Metadata-Version: 2.1
Name: qdrant-haystack
Version: 0.0.3
Summary: An integration of Qdrant ANN vector database backend with Haystack
License: Apache 2.0
Author: Kacper Łukawski
Author-email: kacper.lukawski@qdrant.com
Requires-Python: >=3.8.1,<=3.11
Classifier: License :: Other/Proprietary License
Classifier: Programming Language :: Python :: 3
Classifier: Programming Language :: Python :: 3.9
Classifier: Programming Language :: Python :: 3.10
Classifier: Programming Language :: Python :: 3.11
Requires-Dist: farm-haystack (>=1.13.0,<2.0.0)
Requires-Dist: qdrant-client (>=1.0.2,<2.0.0)
Description-Content-Type: text/markdown

# qdrant-haystack

An integration of [Qdrant](https://qdrant.tech) vector database with [Haystack](https://haystack.deepset.ai/)
by [deepset](https://www.deepset.ai).

The library finally allows using Qdrant as a document store, and provides an in-place replacement
for any other vector embeddings store.
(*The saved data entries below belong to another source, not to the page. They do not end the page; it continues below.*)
use nih_plug::prelude::Enum;

/// Waveshaper applied ahead of the filter chain. The numeric ids match the
/// editor's mode selector (1, 2, 3).
#[derive(Debug, Clone, Copy, PartialEq, Eq, Enum)]
#[repr(usize)]
pub enum DistortionMode {
    #[name = "Hard Clip"]
    HardClip,
    #[name = "Soft Clip"]
    SoftClip,
    #[name = "Half-Wave Rect"]
    HalfWaveRectify,
}

impl DistortionMode {
    /// Maps the discrete selector id onto a mode.
    pub fn from_id(id: i32) -> Option<Self> {
        match id {
            1 => Some(DistortionMode::HardClip),
            2 => Some(DistortionMode::SoftClip),
            3 => Some(DistortionMode::HalfWaveRectify),
            _ => None,
        }
    }

    pub fn id(&self) -> i32 {
        *self as i32 + 1
    }
}

/// Distortion controls, read once per block.
#[derive(Debug, Clone, Copy, PartialEq)]
pub struct DistortionSettings {
    pub mode: DistortionMode,
    pub threshold: f32,
    pub mix: f32,
}

impl DistortionSettings {
    /// Shapes one sample and blends it with the dry input.
    #[inline]
    pub fn process_sample(&self, input: f32) -> f32 {
        let shaped = shape(self.mode, self.threshold, input);
        (1.0 - self.mix) * input + self.mix * shaped
    }

    /// In-place over one channel.
    #[inline]
    pub fn process(&self, samples: &mut [f32]) {
        if self.mix == 0.0 {
            return;
        }
        for s in samples.iter_mut() {
            *s = self.process_sample(*s);
        }
    }
}

#[inline]
fn shape(mode: DistortionMode, threshold: f32, x: f32) -> f32 {
    match mode {
        // Not `f32::clamp`, which panics on a NaN or negative threshold
        DistortionMode::HardClip => {
            if x > threshold {
                threshold
            } else if x < -threshold {
                -threshold
            } else {
                x
            }
        }
        DistortionMode::SoftClip => {
            if x > threshold {
                1.0 - (-x).exp()
            } else {
                -1.0 + x.exp()
            }
        }
        DistortionMode::HalfWaveRectify => {
            if x > threshold {
                x
            } else {
                0.0
            }
        }
    }
}

#[cfg(test)]
mod tests {
    use super::*;

    fn wet(mode: DistortionMode, threshold: f32) -> DistortionSettings {
        DistortionSettings {
            mode,
            threshold,
            mix: 1.0,
        }
    }

    #[test]
    fn test_hard_clip_limits_to_threshold() {
        let d = wet(DistortionMode::HardClip, 0.5);
        assert!((d.process_sample(0.8) - 0.5).abs() < 1e-6);
        assert!((d.process_sample(-0.8) + 0.5).abs() < 1e-6);
        assert!((d.process_sample(0.2) - 0.2).abs() < 1e-6);
    }

    #[test]
    fn test_half_wave_zeroes_below_threshold() {
        let d = wet(DistortionMode::HalfWaveRectify, 0.0);
        assert_eq!(d.process_sample(-0.3), 0.0);
        assert!((d.process_sample(0.3) - 0.3).abs() < 1e-6);
        assert_eq!(d.process_sample(0.0), 0.0);
    }

    #[test]
    fn test_soft_clip_curves() {
        let d = wet(DistortionMode::SoftClip, 0.0);
        assert!((d.process_sample(0.5) - (1.0 - (-0.5f32).exp())).abs() < 1e-6);
        assert!((d.process_sample(-0.5) - (-1.0 + (-0.5f32).exp())).abs() < 1e-6);
        // Output stays inside (-1, 1)
        assert!(d.process_sample(10.0) < 1.0);
        assert!(d.process_sample(-10.0) > -1.0);
    }

    #[test]
    fn test_soft_clip_switches_curve_at_threshold() {
        let d = wet(DistortionMode::SoftClip, 0.5);
        // At or below the threshold the rising curve applies, even for x > 0
        assert!((d.process_sample(0.3) - (-1.0 + 0.3f32.exp())).abs() < 1e-6);
        assert!((d.process_sample(0.5) - (-1.0 + 0.5f32.exp())).abs() < 1e-6);
        // Above it the saturating curve takes over
        assert!((d.process_sample(0.8) - (1.0 - (-0.8f32).exp())).abs() < 1e-6);
        assert!((d.process_sample(0.3) - 0.349_859).abs() < 1e-5);
        assert!((d.process_sample(0.8) - 0.550_671).abs() < 1e-5);
    }

    #[test]
    fn test_mix_blends_dry_and_wet() {
        let dry = DistortionSettings {
            mix: 0.0,
            ..wet(DistortionMode::HardClip, 0.1)
        };
        assert_eq!(dry.process_sample(0.8), 0.8);

        let half = DistortionSettings {
            mix: 0.5,
            ..wet(DistortionMode::HardClip, 0.2)
        };
        assert!((half.process_sample(0.8) - 0.5).abs() < 1e-6);
    }

    #[test]
    fn test_selector_ids() {
        assert_eq!(DistortionMode::from_id(1), Some(DistortionMode::HardClip));
        assert_eq!(DistortionMode::from_id(2), Some(DistortionMode::SoftClip));
        assert_eq!(DistortionMode::from_id(3), Some(DistortionMode::HalfWaveRectify));
        assert_eq!(DistortionMode::from_id(0), None);
        assert_eq!(DistortionMode::HalfWaveRectify.id(), 3);
    }
}
//! Spectrum -> polyline conversion for the analyzer display.

use crate::dsp::utils::{map_from_log10, map_range, DISPLAY_MAX_HZ, DISPLAY_MIN_HZ};
use crate::fifo::{Fifo, FifoConsumer, FifoProducer};

/// Extra room below the bottom edge for the floor level, in display units.
const FLOOR_MARGIN: f32 = 10.0;

#[derive(Debug, Clone, Copy, PartialEq, Default)]
pub struct Point {
    pub x: f32,
    pub y: f32,
}

impl Point {
    pub fn new(x: f32, y: f32) -> Self {
        Self { x, y }
    }
}

#[derive(Debug, Clone, Copy, PartialEq)]
pub enum PathElement {
    MoveTo(Point),
    LineTo(Point),
}

/// Display rectangle. `y` grows downward, so `bottom()` is the larger value.
#[derive(Debug, Clone, Copy, PartialEq, Default)]
pub struct Rect {
    pub x: f32,
    pub y: f32,
    pub width: f32,
    pub height: f32,
}

impl Rect {
    pub fn new(x: f32, y: f32, width: f32, height: f32) -> Self {
        Self {
            x,
            y,
            width,
            height,
        }
    }

    pub fn right(&self) -> f32 {
        self.x + self.width
    }

    pub fn bottom(&self) -> f32 {
        self.y + self.height
    }

    pub fn with_trimmed_top(&self, amount: f32) -> Self {
        Self::new(self.x, self.y + amount, self.width, (self.height - amount).max(0.0))
    }

    pub fn with_trimmed_bottom(&self, amount: f32) -> Self {
        Self::new(self.x, self.y, self.width, (self.height - amount).max(0.0))
    }

    pub fn reduced_horizontally(&self, amount: f32) -> Self {
        Self::new(
            self.x + amount,
            self.y,
            (self.width - 2.0 * amount).max(0.0),
            self.height,
        )
    }
}

/// A polyline made of sub-paths. Capacity is reused across `clear()` calls.
#[derive(Debug, Clone, PartialEq, Default)]
pub struct AnalyzerPath {
    elements: Vec<PathElement>,
}

impl AnalyzerPath {
    pub fn new() -> Self {
        Self::default()
    }

    pub fn with_capacity(capacity: usize) -> Self {
        Self {
            elements: Vec::with_capacity(capacity),
        }
    }

    pub fn start_new_sub_path(&mut self, point: Point) {
        self.elements.push(PathElement::MoveTo(point));
    }

    pub fn line_to(&mut self, point: Point) {
        self.elements.push(PathElement::LineTo(point));
    }

    pub fn clear(&mut self) {
        self.elements.clear();
    }

    pub fn is_empty(&self) -> bool {
        self.elements.is_empty()
    }

    pub fn len(&self) -> usize {
        self.elements.len()
    }

    pub fn elements(&self) -> &[PathElement] {
        &self.elements
    }

    /// Copy of the path moved by `(dx, dy)`.
    pub fn translated(&self, dx: f32, dy: f32) -> Self {
        let shift = |p: Point| Point::new(p.x + dx, p.y + dy);
        Self {
            elements: self
                .elements
                .iter()
                .map(|e| match *e {
                    PathElement::MoveTo(p) => PathElement::MoveTo(shift(p)),
                    PathElement::LineTo(p) => PathElement::LineTo(shift(p)),
                })
                .collect(),
        }
    }
}

/// Maps dB spectra onto a log-frequency polyline and queues the result.
pub struct AnalyzerPathGenerator {
    resolution: usize,
    scratch: AnalyzerPath,
    producer: FifoProducer<AnalyzerPath>,
    consumer: FifoConsumer<AnalyzerPath>,
}

impl AnalyzerPathGenerator {
    /// `resolution` is the bin stride and must be at least 1.
    pub fn new(resolution: usize, capacity: usize) -> Self {
        assert!(resolution >= 1, "path resolution must be >= 1");
        let (producer, consumer) = Fifo::new(capacity, AnalyzerPath::new()).split();
        Self {
            resolution,
            scratch: AnalyzerPath::new(),
            producer,
            consumer,
        }
    }

    pub fn resolution(&self) -> usize {
        self.resolution
    }

    /// Builds the path for one spectrum inside `bounds` and queues it.
    /// X positions are relative to the left edge of `bounds`.
    pub fn generate_path(
        &mut self,
        render_data: &[f32],
        bounds: Rect,
        fft_size: usize,
        bin_width: f32,
        floor_db: f32,
    ) -> bool {
        let top = bounds.y;
        let bottom = bounds.bottom();
        let width = bounds.width;
        let num_bins = (fft_size / 2).min(render_data.len());

        let map = |v: f32| map_range(v, floor_db, 0.0, bottom + FLOOR_MARGIN, top);

        self.scratch.clear();
        if num_bins == 0 {
            return false;
        }

        let mut y = map(render_data[0]);
        if !y.is_finite() {
            y = bottom;
        }
        self.scratch.start_new_sub_path(Point::new(0.0, y));

        for bin in (1..num_bins).step_by(self.resolution) {
            let y = map(render_data[bin]);
            if !y.is_finite() {
                continue;
            }
            let freq = bin as f32 * bin_width;
            let norm_x = map_from_log10(freq, DISPLAY_MIN_HZ, DISPLAY_MAX_HZ);
            self.scratch
                .line_to(Point::new((norm_x * width).floor(), y));
        }

        self.producer.push(&self.scratch)
    }

    pub fn num_paths_available(&self) -> usize {
        self.consumer.available_for_reading()
    }

    pub fn get_path(&mut self, out: &mut AnalyzerPath) -> bool {
        self.consumer.pull(out)
    }
}

#[cfg(test)]
mod tests {
    use super::*;

    fn bounds() -> Rect {
        Rect::new(0.0, 0.0, 400.0, 100.0)
    }

    fn generate(render_data: &[f32], resolution: usize) -> AnalyzerPath {
        let mut gen = AnalyzerPathGenerator::new(resolution, 4);
        assert!(gen.generate_path(render_data, bounds(), render_data.len() * 2, 20.0, -48.0));
        let mut path = AnalyzerPath::new();
        assert!(gen.get_path(&mut path));
        path
    }

    #[test]
    fn test_levels_map_between_floor_and_top() {
        let path = generate(&[-48.0, 0.0, -24.0], 1);
        let points: Vec<Point> = path
            .elements()
            .iter()
            .map(|e| match *e {
                PathElement::MoveTo(p) | PathElement::LineTo(p) => p,
            })
            .collect();

        assert!(matches!(path.elements()[0], PathElement::MoveTo(_)));
        assert_eq!(points[0], Point::new(0.0, 110.0));
        assert_eq!(points[1].y, 0.0);
        assert_eq!(points[2].y, 55.0);
        // Bin 1 at 20 Hz sits on the left edge
        assert_eq!(points[1].x, 0.0);
    }

    #[test]
    fn test_non_finite_bins_are_skipped() {
        let data = [f32::NAN, -12.0, f32::INFINITY, -6.0, f32::NAN, -3.0];
        let path = generate(&data, 1);

        // First bin replaced by the bottom edge, bins 2 and 4 dropped
        assert_eq!(path.elements()[0], PathElement::MoveTo(Point::new(0.0, 100.0)));
        assert_eq!(path.len(), 4);
        assert!(path
            .elements()
            .iter()
            .skip(1)
            .all(|e| matches!(e, PathElement::LineTo(_))));
    }

    #[test]
    fn test_resolution_strides_bins() {
        let data = vec![-20.0; 64];
        let every = generate(&data, 1);
        let every_other = generate(&data, 2);
        assert_eq!(every.len(), 64);
        // MoveTo plus bins 1, 3, ..., 63
        assert_eq!(every_other.len(), 1 + 32);
    }

    #[test]
    fn test_x_is_log_frequency() {
        // 1024 bins of 20 Hz: bin 1000 is 20 kHz, the right edge
        let mut data = vec![-48.0; 1024];
        data[1000] = 0.0;
        let path = generate(&data, 1);
        let hit = path
            .elements()
            .iter()
            .find_map(|e| match *e {
                PathElement::LineTo(p) if p.y == 0.0 => Some(p),
                _ => None,
            })
            .unwrap();
        assert_eq!(hit.x, 400.0);
    }

    #[test]
    fn test_translated_moves_every_point() {
        let mut path = AnalyzerPath::new();
        path.start_new_sub_path(Point::new(0.0, 1.0));
        path.line_to(Point::new(2.0, 3.0));
        let moved = path.translated(10.0, 20.0);
        assert_eq!(
            moved.elements(),
            &[
                PathElement::MoveTo(Point::new(10.0, 21.0)),
                PathElement::LineTo(Point::new(12.0, 23.0)),
            ]
        );
    }

    #[test]
    fn test_rect_helpers() {
        let r = Rect::new(0.0, 0.0, 200.0, 100.0);
        assert_eq!(r.with_trimmed_top(12.0), Rect::new(0.0, 12.0, 200.0, 88.0));
        assert_eq!(r.reduced_horizontally(20.0), Rect::new(20.0, 0.0, 160.0, 100.0));
        assert_eq!(r.right(), 200.0);
        assert_eq!(r.bottom(), 100.0);
    }
}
Thus, you should expect any kind of application to be working
smoothly just by changing the provider to `QdrantDocumentStore`.

## Installation

`qdrant-haystack` might be installed as any other Python library, using pip or poetry:

```bash
pip install qdrant-haystack
```

```bash
poetry add qdrant-haystack
```

## Usage

Once installed, you can already start using `QdrantDocumentStore` as any other store that supports
embeddings.

```python
from qdrant_haystack import QdrantDocumentStore

document_store = QdrantDocumentStore(
    host="localhost",
    index="Document",
    embedding_dim=512,
    recreate_index=True,
)
```

The list of parameters accepted by `QdrantDocumentStore` is complementary to those used in the
official [Python Qdrant client](https://github.com/qdrant/qdrant_client).